United Natural Foods NYSE: UNFI, a grocery distributor, has roughly tripled from February levels; it is one of several
grocery companies that have benefited from pandemic-related pantry loading.
While UNFI has slowly drifted upwards over the past two months or so, it had an extremely rocky May and June.
In early May, shares doubled in just four sessions on expectations of a pandemic-related boost in results. Q3 2020 earnings, which is the quarter ending May 2, 2020 for UNFI, were released on June 10. The numbers blew away consensus estimates… But shares plunged from around $23 to less than $15 in the following two trading sessions.

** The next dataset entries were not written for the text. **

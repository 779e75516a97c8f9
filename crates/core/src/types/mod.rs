//! Core types for Vitrine.
//!
//! This module provides type-safe wrappers for common domain concepts.

pub mod category;
pub mod id;
pub mod price;

pub use category::ServiceCategory;
pub use id::*;
pub use price::{CurrencyCode, Price};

At first glance, this move can seem shocking; but it proves that what really matters is the expectations that are baked into the share price.
What Happened in Q3 2020?
Revenue growth for Q3 came in at around $6.7 billion, up 12% yoy. Adjusted EBITDA was $222 million, up 32% yoy.

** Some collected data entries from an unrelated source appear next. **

//! Commerce backend API client.
//!
//! The storefront owns no catalog, cart, or customer data - everything
//! lives behind the backend REST API. This module provides a typed client
//! with in-memory caching via `moka` for catalog and store lookups
//! (5 minute TTL). Cart operations are never cached.

mod cache;
pub mod types;

pub use types::{Cart, CartLine, CartLineInput, CartLineUpdateInput, Image, Product, StoreRecord};

use std::sync::Arc;
use std::time::Duration;

use moka::future::Cache;
use secrecy::ExposeSecret;
use serde::Serialize;
use serde::de::DeserializeOwned;
use thiserror::Error;

use crate::config::BackendConfig;

use cache::{CacheKey, CacheValue};

/// Errors that can occur when talking to the backend API.
#[derive(Debug, Error)]
pub enum BackendError {
    /// HTTP request failed.
    #[error("HTTP error: {0}")]
    Http(#[from] reqwest::Error),

    /// Backend returned a non-success status.
    #[error("Backend returned {status}: {snippet}")]
    Status { status: u16, snippet: String },

    /// JSON parsing failed.
    #[error("JSON parse error: {0}")]
    Parse(#[from] serde_json::Error),

    /// Resource not found.
    #[error("Not found: {0}")]
    NotFound(String),

    /// Rate limited by the backend.
    #[error("Rate limited, retry after {0} seconds")]
    RateLimited(u64),
}

// =============================================================================
// BackendClient
// =============================================================================

/// Client for the commerce backend API.
///
/// Provides typed access to stores, products, and cart operations.
/// Store and product reads are cached for 5 minutes.
#[derive(Clone)]
pub struct BackendClient {
    inner: Arc<BackendClientInner>,
}

struct BackendClientInner {
    client: reqwest::Client,
    base_url: String,
    api_token: String,
    cache: Cache<CacheKey, CacheValue>,
}

impl BackendClient {
    /// Create a new backend API client.
    #[must_use]
    pub fn new(config: &BackendConfig) -> Self {
        let cache = Cache::builder()
            .max_capacity(1000)
            .time_to_live(Duration::from_secs(300)) // 5 minutes
            .build();

        Self {
            inner: Arc::new(BackendClientInner {
                client: reqwest::Client::new(),
                base_url: config.api_url.clone(),
                api_token: config.api_token.expose_secret().to_string(),
                cache,
            }),
        }
    }

    /// Execute a GET request against the backend.
    async fn get<T: DeserializeOwned>(&self, path: &str) -> Result<T, BackendError> {
        let response = self
            .inner
            .client
            .get(format!("{}{path}", self.inner.base_url))
            .bearer_auth(&self.inner.api_token)
            .send()
            .await?;

        Self::read_response(response).await
    }

    /// Execute a POST request with a JSON body against the backend.
    async fn post<T: DeserializeOwned, B: Serialize + Sync>(
        &self,
        path: &str,
        body: &B,
    ) -> Result<T, BackendError> {
        let response = self
            .inner
            .client
            .post(format!("{}{path}", self.inner.base_url))
            .bearer_auth(&self.inner.api_token)
            .json(body)
            .send()
            .await?;

        Self::read_response(response).await
    }

    async fn read_response<T: DeserializeOwned>(
        response: reqwest::Response,
    ) -> Result<T, BackendError> {
        let status = response.status();

        // Check for rate limiting
        if status == reqwest::StatusCode::TOO_MANY_REQUESTS {
            let retry_after = response
                .headers()
                .get("Retry-After")
                .and_then(|v| v.to_str().ok())
                .and_then(|s| s.parse::<u64>().ok())
                .unwrap_or(1);
            return Err(BackendError::RateLimited(retry_after));
        }

        if status == reqwest::StatusCode::NOT_FOUND {
            return Err(BackendError::NotFound(
                response.url().path().to_string(),
            ));
        }

        // Get response body as text first for better error diagnostics
        let response_text = response.text().await?;

        if !status.is_success() {
            tracing::error!(
                status = %status,
                body = %response_text.chars().take(500).collect::<String>(),
                "Backend API returned non-success status"
            );
            return Err(BackendError::Status {
                status: status.as_u16(),
                snippet: response_text.chars().take(200).collect(),
            });
        }

        match serde_json::from_str(&response_text) {
            Ok(value) => Ok(value),
            Err(e) => {
                tracing::error!(
                    error = %e,
                    body = %response_text.chars().take(500).collect::<String>(),
                    "Failed to parse backend API response"
                );
                Err(BackendError::Parse(e))
            }
        }
    }

    // =========================================================================
    // Stores
    // =========================================================================

    /// Look up the store record serving `host`.
    ///
    /// # Errors
    ///
    /// Returns `BackendError::NotFound` if no store is registered for the
    /// host; callers treat that as "render with defaults", not a failure.
    pub async fn store_by_host(&self, host: &str) -> Result<StoreRecord, BackendError> {
        let key = CacheKey::StoreByHost(host.to_string());
        if let Some(CacheValue::Store(store)) = self.inner.cache.get(&key).await {
            return Ok(*store);
        }

        let store: StoreRecord = self.get(&format!("/stores/by-host/{host}")).await?;
        self.inner
            .cache
            .insert(key, CacheValue::Store(Box::new(store.clone())))
            .await;
        Ok(store)
    }

    // =========================================================================
    // Catalog
    // =========================================================================

    /// Fetch products, optionally bounded.
    pub async fn get_products(&self, limit: Option<i64>) -> Result<Vec<Product>, BackendError> {
        let key = CacheKey::Products { limit };
        if let Some(CacheValue::Products(products)) = self.inner.cache.get(&key).await {
            return Ok(products);
        }

        let path = limit.map_or_else(
            || "/products".to_string(),
            |n| format!("/products?limit={n}"),
        );
        let products: Vec<Product> = self.get(&path).await?;
        self.inner
            .cache
            .insert(key, CacheValue::Products(products.clone()))
            .await;
        Ok(products)
    }

    /// Fetch a single product by handle.
    pub async fn get_product(&self, handle: &str) -> Result<Product, BackendError> {
        let key = CacheKey::Product(handle.to_string());
        if let Some(CacheValue::Product(product)) = self.inner.cache.get(&key).await {
            return Ok(*product);
        }

        let product: Product = self.get(&format!("/products/{handle}")).await?;
        self.inner
            .cache
            .insert(key, CacheValue::Product(Box::new(product.clone())))
            .await;
        Ok(product)
    }

    // =========================================================================
    // Cart
    // =========================================================================

    /// Create a cart, optionally seeded with lines.
    pub async fn create_cart(&self, lines: Vec<CartLineInput>) -> Result<Cart, BackendError> {
        self.post("/carts", &serde_json::json!({ "lines": lines })).await
    }

    /// Fetch a cart by id.
    pub async fn get_cart(&self, cart_id: &str) -> Result<Cart, BackendError> {
        self.get(&format!("/carts/{cart_id}")).await
    }

    /// Add lines to an existing cart.
    pub async fn add_to_cart(
        &self,
        cart_id: &str,
        lines: Vec<CartLineInput>,
    ) -> Result<Cart, BackendError> {
        self.post(
            &format!("/carts/{cart_id}/lines"),
            &serde_json::json!({ "lines": lines }),
        )
        .await
    }

    /// Update a line's quantity.
    pub async fn update_cart_line(
        &self,
        cart_id: &str,
        update: CartLineUpdateInput,
    ) -> Result<Cart, BackendError> {
        self.post(&format!("/carts/{cart_id}/lines/update"), &update)
            .await
    }

    /// Remove a line from a cart.
    pub async fn remove_cart_line(
        &self,
        cart_id: &str,
        line_id: &str,
    ) -> Result<Cart, BackendError> {
        self.post(
            &format!("/carts/{cart_id}/lines/remove"),
            &serde_json::json!({ "line_id": line_id }),
        )
        .await
    }
}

Double-digit revenue growth is nice, but investors were expecting more due to pandemic-related tailwinds.
But on the earnings call, CEO Steven L. Spinner spoke about headwinds faced by the company:
“Our 12% sales growth in the third quarter includes the impact of headwinds from lower inbound fill rates as suppliers across multiple product categories were unable to meet the significant increase in demand in the quarter. And while we do expect fill rates to gradually improve as we move through the fourth quarter, we do not expect them to return to pre-COVID levels until fiscal 2021.”
While United Natural Foods is taking steps to remedy these issues, it seems the company won’t be able to take full advantage of pandemic-related increases in demand.
That said, some of the increase in grocery demand will likely stick. Work-from-home looks like a trend that is here to stay as many companies have realized they can conduct a high percentage of their operations remotely. And working from home leads to cooking at home. A recent survey by Piper Sandler found that around two-thirds of respondents intend to cook more at home post-pandemic, with the average person estimating they would cook more than four additional meals per week.
United Natural Foods Attractive P/E Ratio with Low Margins
United Natural Foods is trading at around 8x projected 2020 earnings and around 10x projected 2021 earnings.
But UNFI is trading at just .05x projected 2020 sales and .04x projected 2021 sales.
The company has razor-thin margins, with an EBITDA margin of around 3% and net profit margin of roughly 0.5%.
UNFI’s margins reflect the ultra-competitive nature of the grocery industry.
Looking at it glass half-full: if UNFI can increase margins even a little bit, shares would be an incredible value.
But glass half-empty: if costs increase even slightly, the company could soon face bankruptcy.
Where Does That Leave You?
United Natural Foods is a risky investment – there’s no way around that.
But even though shares shouldn’t be trading at a 25-30x multiple, they are too cheap at current levels.
You certainly shouldn’t make a large investment in UNFI, but this stock has the ability to become a multi-bagger. If you put a small percentage of your portfolio into UNFI, you could potentially get a huge payoff in the next few years.
Where Can You Get In?
UNFI is currently near 52 week-highs, but trading at around 25% of all-time highs set in 2015.
I wouldn’t be too concerned about the long-term resistance, but would like to see shares break above the $23-24 range before getting in.
There hasn’t been a lot of conviction in UNFI’s price action since the post-earnings low. It’s just been a slow and listless climb to the low $20s.
Ideally, shares will get closer to the $23-24 range, consolidate for 5-10 sessions at that level, and then decisively breakout above $24.
The Final Word
UNFI could either 5x or lose 80% of its value over the next three years.
I think the former has a better chance of happening than the latter, but it’s still a risky investment.
If you do get in, invest what you can afford to lose and/or place a tight stop-order to limit your downside.